DATA:
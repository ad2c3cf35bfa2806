//! Event injection and dispatch
//!
//! Windowing glue (GLUT/Qt/SDL embeddings, test drivers) appends immutable
//! event records to the [`EventQueue`]; the engine consumes the queue exactly
//! once per frame. Each event is offered to registered handlers from highest
//! priority down; priority encodes specificity, so the innermost handler for
//! a region registers higher than a global fallback. A handler returning
//! `true` consumes the event, stopping further dispatch. Events no handler
//! consumed are then offered to node-attached event callbacks by the event
//! traversal.

use bitflags::bitflags;

use crate::graph::Scene;

bitflags! {
    /// Mouse buttons held at the time of the event
    #[derive(Debug, Clone, Copy, PartialEq, Eq, Default)]
    pub struct ButtonMask: u8 {
        /// Left button
        const LEFT = 0b001;
        /// Middle button
        const MIDDLE = 0b010;
        /// Right button
        const RIGHT = 0b100;
    }
}

bitflags! {
    /// Keyboard modifiers held at the time of the event
    #[derive(Debug, Clone, Copy, PartialEq, Eq, Default)]
    pub struct ModifierMask: u8 {
        /// Shift key
        const SHIFT = 0b001;
        /// Control key
        const CTRL = 0b010;
        /// Alt key
        const ALT = 0b100;
    }
}

/// What happened
#[derive(Debug, Clone, Copy, PartialEq)]
pub enum EventKind {
    /// Mouse button pressed
    Push,
    /// Mouse button released
    Release,
    /// Mouse moved with a button held
    Drag,
    /// Mouse moved with no button held
    Move,
    /// Key pressed
    KeyDown {
        /// Platform-independent key code
        key: u32,
    },
    /// Key released
    KeyUp {
        /// Platform-independent key code
        key: u32,
    },
    /// Window resized
    Resize {
        /// New width in pixels
        width: u32,
        /// New height in pixels
        height: u32,
    },
    /// Scroll wheel moved
    Scroll {
        /// Horizontal scroll delta
        dx: f32,
        /// Vertical scroll delta
        dy: f32,
    },
    /// Window close requested
    CloseWindow,
}

/// One immutable input event
#[derive(Debug, Clone, PartialEq)]
pub struct Event {
    /// What happened
    pub kind: EventKind,
    /// Pointer X normalized to [-1, 1] across the window
    pub x: f32,
    /// Pointer Y normalized to [-1, 1] across the window
    pub y: f32,
    /// Buttons held
    pub buttons: ButtonMask,
    /// Modifiers held
    pub modifiers: ModifierMask,
    /// Seconds since engine start
    pub time: f64,
}

impl Event {
    /// Create an event with neutral pointer and mask fields
    pub fn new(kind: EventKind, time: f64) -> Self {
        Self {
            kind,
            x: 0.0,
            y: 0.0,
            buttons: ButtonMask::empty(),
            modifiers: ModifierMask::empty(),
            time,
        }
    }

    /// Builder: pointer position
    pub fn at(mut self, x: f32, y: f32) -> Self {
        self.x = x;
        self.y = y;
        self
    }

    /// Builder: held buttons
    pub fn with_buttons(mut self, buttons: ButtonMask) -> Self {
        self.buttons = buttons;
        self
    }

    /// Builder: held modifiers
    pub fn with_modifiers(mut self, modifiers: ModifierMask) -> Self {
        self.modifiers = modifiers;
        self
    }
}

/// Handler registered with the dispatcher
///
/// Returns `true` to consume the event and stop further dispatch.
pub trait EventHandler: Send {
    /// Handle one event
    fn handle(&mut self, event: &Event, scene: &mut Scene) -> bool;
}

struct HandlerEntry {
    priority: i32,
    handler: Box<dyn EventHandler>,
}

/// Per-frame event queue plus the prioritized handler registry
#[derive(Default)]
pub struct EventQueue {
    pending: Vec<Event>,
    handlers: Vec<HandlerEntry>,
}

impl EventQueue {
    /// Create an empty queue
    pub fn new() -> Self {
        Self::default()
    }

    /// Append an event; called by the windowing glue at any time
    pub fn push(&mut self, event: Event) {
        self.pending.push(event);
    }

    /// Number of events waiting for the next frame
    pub fn pending_len(&self) -> usize {
        self.pending.len()
    }

    /// Register a handler
    ///
    /// Higher priority dispatches first; handlers with equal priority run in
    /// registration order.
    pub fn add_handler(&mut self, priority: i32, handler: Box<dyn EventHandler>) {
        let at = self
            .handlers
            .iter()
            .position(|entry| entry.priority < priority)
            .unwrap_or(self.handlers.len());
        self.handlers.insert(at, HandlerEntry { priority, handler });
    }

    /// Drain this frame's events, dispatching each through the handlers
    ///
    /// Returns the events no handler consumed, in arrival order, for the
    /// event traversal to offer to node callbacks.
    pub fn dispatch_frame(&mut self, scene: &mut Scene) -> Vec<Event> {
        let pending = std::mem::take(&mut self.pending);
        let mut unconsumed = Vec::new();
        for event in pending {
            let mut handled = false;
            for entry in &mut self.handlers {
                if entry.handler.handle(&event, scene) {
                    handled = true;
                    break;
                }
            }
            if !handled {
                unconsumed.push(event);
            }
        }
        unconsumed
    }
}

#[cfg(test)]
mod tests {
    use super::*;
    use std::sync::atomic::{AtomicUsize, Ordering};
    use std::sync::Arc;

    struct Recorder {
        order_tag: usize,
        consume: bool,
        log: Arc<std::sync::Mutex<Vec<usize>>>,
        count: Arc<AtomicUsize>,
    }

    impl EventHandler for Recorder {
        fn handle(&mut self, _event: &Event, _scene: &mut Scene) -> bool {
            self.log.lock().unwrap().push(self.order_tag);
            self.count.fetch_add(1, Ordering::SeqCst);
            self.consume
        }
    }

    fn recorder(
        order_tag: usize,
        consume: bool,
        log: &Arc<std::sync::Mutex<Vec<usize>>>,
        count: &Arc<AtomicUsize>,
    ) -> Box<Recorder> {
        Box::new(Recorder {
            order_tag,
            consume,
            log: Arc::clone(log),
            count: Arc::clone(count),
        })
    }

    #[test]
    fn test_priority_order_and_consumption() {
        let log = Arc::new(std::sync::Mutex::new(Vec::new()));
        let count = Arc::new(AtomicUsize::new(0));
        let mut queue = EventQueue::new();
        let mut scene = Scene::new();

        // registered low-priority first; high priority must still run first
        queue.add_handler(0, recorder(1, false, &log, &count));
        queue.add_handler(10, recorder(2, true, &log, &count));

        queue.push(Event::new(EventKind::Push, 0.0));
        let unconsumed = queue.dispatch_frame(&mut scene);

        // the priority-10 handler consumed the event; the other never saw it
        assert_eq!(*log.lock().unwrap(), vec![2]);
        assert!(unconsumed.is_empty());
    }

    #[test]
    fn test_unconsumed_events_returned() {
        let log = Arc::new(std::sync::Mutex::new(Vec::new()));
        let count = Arc::new(AtomicUsize::new(0));
        let mut queue = EventQueue::new();
        let mut scene = Scene::new();
        queue.add_handler(0, recorder(1, false, &log, &count));

        queue.push(Event::new(EventKind::CloseWindow, 0.0));
        queue.push(Event::new(EventKind::Move, 0.1).at(0.5, -0.5));
        let unconsumed = queue.dispatch_frame(&mut scene);
        assert_eq!(unconsumed.len(), 2);
        assert_eq!(queue.pending_len(), 0);
    }

    #[test]
    fn test_equal_priority_registration_order() {
        let log = Arc::new(std::sync::Mutex::new(Vec::new()));
        let count = Arc::new(AtomicUsize::new(0));
        let mut queue = EventQueue::new();
        let mut scene = Scene::new();
        queue.add_handler(5, recorder(1, false, &log, &count));
        queue.add_handler(5, recorder(2, false, &log, &count));

        queue.push(Event::new(EventKind::Move, 0.0));
        queue.dispatch_frame(&mut scene);
        assert_eq!(*log.lock().unwrap(), vec![1, 2]);
    }
}
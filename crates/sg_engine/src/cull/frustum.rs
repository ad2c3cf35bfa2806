//! View frustum tests

use crate::foundation::math::{Mat4, Point3, Vec3};
use crate::graph::Aabb;

/// Plane defined by normal and distance from origin
#[derive(Debug, Clone, Copy)]
pub struct Plane {
    /// Normal vector (normalized, pointing into the accepted half-space)
    pub normal: Vec3,
    /// Distance from origin along the normal
    pub distance: f32,
}

impl Plane {
    /// Create a plane from coefficients (a, b, c, d) of ax + by + cz + d = 0
    ///
    /// Coefficients are normalized together so signed distances come out in
    /// world units. Degenerate coefficients produce an accept-everything
    /// plane rather than NaN distances.
    pub fn from_coefficients(a: f32, b: f32, c: f32, d: f32) -> Self {
        let normal = Vec3::new(a, b, c);
        let length = normal.magnitude();
        if length <= f32::EPSILON {
            return Self {
                normal: Vec3::zeros(),
                distance: 0.0,
            };
        }
        Self {
            normal: normal / length,
            distance: d / length,
        }
    }

    /// Calculate signed distance from plane to point
    pub fn distance_to_point(&self, point: Vec3) -> f32 {
        self.normal.dot(&point) + self.distance
    }
}

/// Frustum for visibility culling
#[derive(Debug, Clone)]
pub struct Frustum {
    /// Six planes (left, right, bottom, top, near, far), normals inward
    pub planes: [Plane; 6],
}

impl Frustum {
    /// Create a frustum from six planes
    pub fn new(planes: [Plane; 6]) -> Self {
        Self { planes }
    }

    /// Extract frustum planes from a view-projection matrix
    ///
    /// Gribb-Hartmann extraction: each clip plane is a sum or difference of
    /// the matrix's fourth row with another row. Planes come out in the
    /// space the matrix maps from, i.e. world space for projection * view.
    pub fn from_matrix(view_projection: &Mat4) -> Self {
        let m = view_projection;
        let row = |i: usize| Vec3::new(m[(i, 0)], m[(i, 1)], m[(i, 2)]);
        let w = |i: usize| m[(i, 3)];

        let r0 = row(0);
        let r1 = row(1);
        let r2 = row(2);
        let r3 = row(3);

        let plane = |n: Vec3, d: f32| Plane::from_coefficients(n.x, n.y, n.z, d);
        Self {
            planes: [
                plane(r3 + r0, w(3) + w(0)), // left
                plane(r3 - r0, w(3) - w(0)), // right
                plane(r3 + r1, w(3) + w(1)), // bottom
                plane(r3 - r1, w(3) - w(1)), // top
                plane(r3 + r2, w(3) + w(2)), // near
                plane(r3 - r2, w(3) - w(2)), // far
            ],
        }
    }

    /// False only when the sphere is fully outside some plane
    pub fn contains_sphere(&self, center: Vec3, radius: f32) -> bool {
        for plane in &self.planes {
            if plane.distance_to_point(center) < -radius {
                return false;
            }
        }
        true
    }

    /// Check if an AABB is inside or intersects the frustum
    pub fn intersects_aabb(&self, aabb: &Aabb) -> bool {
        // For each plane, test the corner most aligned with its normal; if
        // that corner is outside, the whole box is.
        for plane in &self.planes {
            let mut p = aabb.min;
            if plane.normal.x >= 0.0 {
                p.x = aabb.max.x;
            }
            if plane.normal.y >= 0.0 {
                p.y = aabb.max.y;
            }
            if plane.normal.z >= 0.0 {
                p.z = aabb.max.z;
            }
            if plane.distance_to_point(p) < 0.0 {
                return false;
            }
        }
        true
    }
}

/// Camera pose and projection for one view
#[derive(Debug, Clone)]
pub struct Camera {
    /// World-to-eye matrix
    pub view: Mat4,
    /// Eye-to-clip matrix
    pub projection: Mat4,
}

impl Camera {
    /// Create from explicit matrices
    pub fn new(view: Mat4, projection: Mat4) -> Self {
        Self { view, projection }
    }

    /// Create from a look-at pose
    pub fn from_look_at(eye: Point3, target: Point3, up: Vec3, projection: Mat4) -> Self {
        Self {
            view: crate::foundation::math::look_at(eye, target, up),
            projection,
        }
    }

    /// Combined world-to-clip matrix
    pub fn view_projection(&self) -> Mat4 {
        self.projection * self.view
    }

    /// Eye position in world space
    pub fn eye(&self) -> Vec3 {
        match self.view.try_inverse() {
            Some(inverse) => inverse.transform_point(&Point3::origin()).coords,
            None => {
                log::warn!("singular view matrix; eye position falls back to origin");
                Vec3::zeros()
            }
        }
    }
}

YOUR ASSIGNMENT: Every line from the start of the listing through the line with "buttons held at the time of the event" should be reproduced exactly, and no other line.

EXPECTED ANSWER:
repository ad2c3cf35bfa2806
//! Event injection and dispatch
//!
//! Windowing glue (GLUT/Qt/SDL embeddings, test drivers) appends immutable
//! event records to the [`EventQueue`]; the engine consumes the queue exactly
//! once per frame. Each event is offered to registered handlers from highest
//! priority down; priority encodes specificity, so the innermost handler for
//! a region registers higher than a global fallback. A handler returning
//! `true` consumes the event, stopping further dispatch. Events no handler
//! consumed are then offered to node-attached event callbacks by the event
//! traversal.

use bitflags::bitflags;

use crate::graph::Scene;

bitflags! {
    /// Mouse buttons held at the time of the event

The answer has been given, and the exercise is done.